- Your objective: In the material below, find each line with the word "into" and copy it.

- Source records:
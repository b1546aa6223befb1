//! Input intents
//!
//! The hosting input layer translates user gestures into these intents
//! and feeds them to `Session::apply`: a click on a navigation button
//! becomes `SelectSection`, a click on an item `ToggleItem`, pointer
//! enter/leave become `HoverItem`/`UnhoverItem`, the playback button
//! `TogglePlay`. Every intent is total: there is no invalid input to
//! reject, only values to clamp or toggles to apply.

use crate::domain::selection::ItemSpace;

/// One discrete user intention against the session
#[derive(Debug, Clone, PartialEq, Eq)]
pub enum Intent {
    /// Jump to a section by index (clamped into the deck's range)
    SelectSection(usize),
    /// Step to the following section (clamped at the last)
    NextSection,
    /// Step to the preceding section (clamped at the first)
    PreviousSection,
    /// Click-toggle an item's active selection
    ToggleItem { space: ItemSpace, id: String },
    /// Pointer entered an item
    HoverItem { space: ItemSpace, id: String },
    /// Pointer left whatever was hovered in the space
    UnhoverItem { space: ItemSpace },
    /// Flip the play/pause switch
    TogglePlay,
}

- Answer to the exercise:
//! The hosting input layer translates user gestures into these intents
    /// Jump to a section by index (clamped into the deck's range)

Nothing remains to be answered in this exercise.